WHAT IS EXPECTED
The answer must consist of every line in the data below that holds the word "lyrics".

SUPPLIED MATERIAL
((
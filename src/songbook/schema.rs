use crate::sqlite_column;
use crate::sqlite_persistence::{ForeignKey, ForeignKeyOnChange, SqlType, Table, VersionedSchema};

const SONG_FK: ForeignKey = ForeignKey {
    foreign_table: "song",
    foreign_column: "id",
    on_delete: ForeignKeyOnChange::Cascade,
};
const ARRANGEMENT_FK: ForeignKey = ForeignKey {
    foreign_table: "arrangement",
    foreign_column: "id",
    on_delete: ForeignKeyOnChange::Cascade,
};
const ENTRY_ARRANGEMENT_FK: ForeignKey = ForeignKey {
    foreign_table: "arrangement",
    foreign_column: "id",
    on_delete: ForeignKeyOnChange::SetNull,
};
const SETLIST_FK: ForeignKey = ForeignKey {
    foreign_table: "setlist",
    foreign_column: "id",
    on_delete: ForeignKeyOnChange::Cascade,
};

/// V 0
pub const SONG_TABLE_V_0: Table = Table {
    name: "song",
    columns: &[
        sqlite_column!("id", &SqlType::Text, is_primary_key = true),
        sqlite_column!("title", &SqlType::Text, non_null = true),
        sqlite_column!("artist", &SqlType::Text),
        sqlite_column!("source", &SqlType::Text),
        sqlite_column!("lyrics", &SqlType::Text, non_null = true),
        sqlite_column!("original_key", &SqlType::Text),
        sqlite_column!("tempo", &SqlType::Integer),
        sqlite_column!("ccli_number", &SqlType::Text),
        sqlite_column!("release_year", &SqlType::Integer),
        sqlite_column!("created_by", &SqlType::Integer, non_null = true),
        sqlite_column!("created", &SqlType::Integer, non_null = true),
        sqlite_column!("updated", &SqlType::Integer, non_null = true),
        sqlite_column!(
            "views",
            &SqlType::Integer,
            non_null = true,
            default_value = Some("0")
        ),
        sqlite_column!(
            "rating_average",
            &SqlType::Real,
            non_null = true,
            default_value = Some("0")
        ),
        sqlite_column!(
            "rating_count",
            &SqlType::Integer,
            non_null = true,
            default_value = Some("0")
        ),
        sqlite_column!(
            "setlist_usage_count",
            &SqlType::Integer,
            non_null = true,
            default_value = Some("0")
        ),
    ],
    indices: &[
        ("idx_song_title", "title"),
        ("idx_song_created", "created"),
        ("idx_song_created_by", "created_by"),
    ],
    unique_constraints: &[],
};

pub const SONG_THEME_TABLE_V_0: Table = Table {
    name: "song_theme",
    columns: &[
        sqlite_column!(
            "song_id",
            &SqlType::Text,
            non_null = true,
            foreign_key = Some(&SONG_FK)
        ),
        sqlite_column!("position", &SqlType::Integer, non_null = true),
        sqlite_column!("theme", &SqlType::Text, non_null = true),
    ],
    indices: &[("idx_song_theme_theme", "theme")],
    unique_constraints: &[&["song_id", "theme"]],
};

pub const ARRANGEMENT_TABLE_V_0: Table = Table {
    name: "arrangement",
    columns: &[
        sqlite_column!("id", &SqlType::Text, is_primary_key = true),
        sqlite_column!("name", &SqlType::Text, non_null = true),
        sqlite_column!("key", &SqlType::Text),
        sqlite_column!("tempo", &SqlType::Integer),
        sqlite_column!("time_signature", &SqlType::Text),
        sqlite_column!("capo", &SqlType::Integer),
        sqlite_column!("chord_data", &SqlType::Text, non_null = true),
        sqlite_column!("description", &SqlType::Text),
        sqlite_column!("created_by", &SqlType::Integer, non_null = true),
        sqlite_column!("created", &SqlType::Integer, non_null = true),
        sqlite_column!("updated", &SqlType::Integer, non_null = true),
        sqlite_column!(
            "views",
            &SqlType::Integer,
            non_null = true,
            default_value = Some("0")
        ),
        sqlite_column!(
            "rating_average",
            &SqlType::Real,
            non_null = true,
            default_value = Some("0")
        ),
        sqlite_column!(
            "rating_count",
            &SqlType::Integer,
            non_null = true,
            default_value = Some("0")
        ),
    ],
    indices: &[("idx_arrangement_created_by", "created_by")],
    unique_constraints: &[],
};

pub const ARRANGEMENT_SONG_TABLE_V_0: Table = Table {
    name: "arrangement_song",
    columns: &[
        sqlite_column!(
            "arrangement_id",
            &SqlType::Text,
            non_null = true,
            foreign_key = Some(&ARRANGEMENT_FK)
        ),
        sqlite_column!(
            "song_id",
            &SqlType::Text,
            non_null = true,
            foreign_key = Some(&SONG_FK)
        ),
        sqlite_column!("position", &SqlType::Integer, non_null = true),
    ],
    indices: &[("idx_arrangement_song_song_id", "song_id")],
    unique_constraints: &[&["arrangement_id", "song_id"]],
};

pub const REVIEW_TABLE_V_0: Table = Table {
    name: "review",
    columns: &[
        sqlite_column!("id", &SqlType::Text, is_primary_key = true),
        sqlite_column!("user_id", &SqlType::Integer, non_null = true),
        sqlite_column!("target_type", &SqlType::Integer, non_null = true),
        sqlite_column!("target_id", &SqlType::Text, non_null = true),
        sqlite_column!("rating", &SqlType::Integer, non_null = true),
        sqlite_column!("comment", &SqlType::Text),
        sqlite_column!("created", &SqlType::Integer, non_null = true),
        sqlite_column!("updated", &SqlType::Integer, non_null = true),
    ],
    indices: &[("idx_review_target_id", "target_id")],
    unique_constraints: &[&["user_id", "target_type", "target_id"]],
};

pub const VERSE_TABLE_V_0: Table = Table {
    name: "verse",
    columns: &[
        sqlite_column!("id", &SqlType::Text, is_primary_key = true),
        sqlite_column!(
            "song_id",
            &SqlType::Text,
            non_null = true,
            foreign_key = Some(&SONG_FK)
        ),
        sqlite_column!("user_id", &SqlType::Integer, non_null = true),
        sqlite_column!("reference", &SqlType::Text, non_null = true),
        sqlite_column!("text", &SqlType::Text, non_null = true),
        sqlite_column!("created", &SqlType::Integer, non_null = true),
    ],
    indices: &[("idx_verse_song_id", "song_id")],
    unique_constraints: &[],
};

pub const COMMENT_TABLE_V_0: Table = Table {
    name: "comment",
    columns: &[
        sqlite_column!("id", &SqlType::Text, is_primary_key = true),
        sqlite_column!(
            "song_id",
            &SqlType::Text,
            non_null = true,
            foreign_key = Some(&SONG_FK)
        ),
        sqlite_column!("user_id", &SqlType::Integer, non_null = true),
        sqlite_column!("body", &SqlType::Text, non_null = true),
        sqlite_column!("created", &SqlType::Integer, non_null = true),
    ],
    indices: &[("idx_comment_song_id", "song_id")],
    unique_constraints: &[],
};

pub const SETLIST_TABLE_V_0: Table = Table {
    name: "setlist",
    columns: &[
        sqlite_column!("id", &SqlType::Text, is_primary_key = true),
        sqlite_column!("user_id", &SqlType::Integer, non_null = true),
        sqlite_column!("name", &SqlType::Text, non_null = true),
        sqlite_column!("description", &SqlType::Text),
        sqlite_column!("service_date", &SqlType::Text),
        sqlite_column!(
            "is_public",
            &SqlType::Integer,
            non_null = true,
            default_value = Some("0")
        ),
        sqlite_column!("created", &SqlType::Integer, non_null = true),
        sqlite_column!("updated", &SqlType::Integer, non_null = true),
    ],
    indices: &[("idx_setlist_user_id", "user_id")],
    unique_constraints: &[],
};

pub const SETLIST_ENTRY_TABLE_V_0: Table = Table {
    name: "setlist_entry",
    columns: &[
        sqlite_column!(
            "setlist_id",
            &SqlType::Text,
            non_null = true,
            foreign_key = Some(&SETLIST_FK)
        ),
        sqlite_column!("position", &SqlType::Integer, non_null = true),
        sqlite_column!(
            "song_id",
            &SqlType::Text,
            non_null = true,
            foreign_key = Some(&SONG_FK)
        ),
        sqlite_column!(
            "arrangement_id",
            &SqlType::Text,
            foreign_key = Some(&ENTRY_ARRANGEMENT_FK)
        ),
        sqlite_column!("key", &SqlType::Text),
        sqlite_column!("notes", &SqlType::Text),
    ],
    indices: &[("idx_setlist_entry_song_id", "song_id")],
    unique_constraints: &[&["setlist_id", "position"]],
};

pub const SONG_SEARCH_TABLE: &str = "song_search";

/// The FTS5 index lives outside the versioned tables, it can always be
/// rebuilt from `song` and `song_theme`.
pub const CREATE_SONG_SEARCH_SQL: &str = "CREATE VIRTUAL TABLE IF NOT EXISTS song_search USING fts5(
    song_id UNINDEXED,
    title,
    artist,
    lyrics,
    themes
);";

pub const VERSIONED_SCHEMAS: &[VersionedSchema] = &[VersionedSchema {
    version: 0,
    tables: &[
        SONG_TABLE_V_0,
        SONG_THEME_TABLE_V_0,
        ARRANGEMENT_TABLE_V_0,
        ARRANGEMENT_SONG_TABLE_V_0,
        REVIEW_TABLE_V_0,
        VERSE_TABLE_V_0,
        COMMENT_TABLE_V_0,
        SETLIST_TABLE_V_0,
        SETLIST_ENTRY_TABLE_V_0,
    ],
    migration: None,
}];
))
COMPLETED EXERCISE
        sqlite_column!("lyrics", &SqlType::Text, non_null = true),
    lyrics,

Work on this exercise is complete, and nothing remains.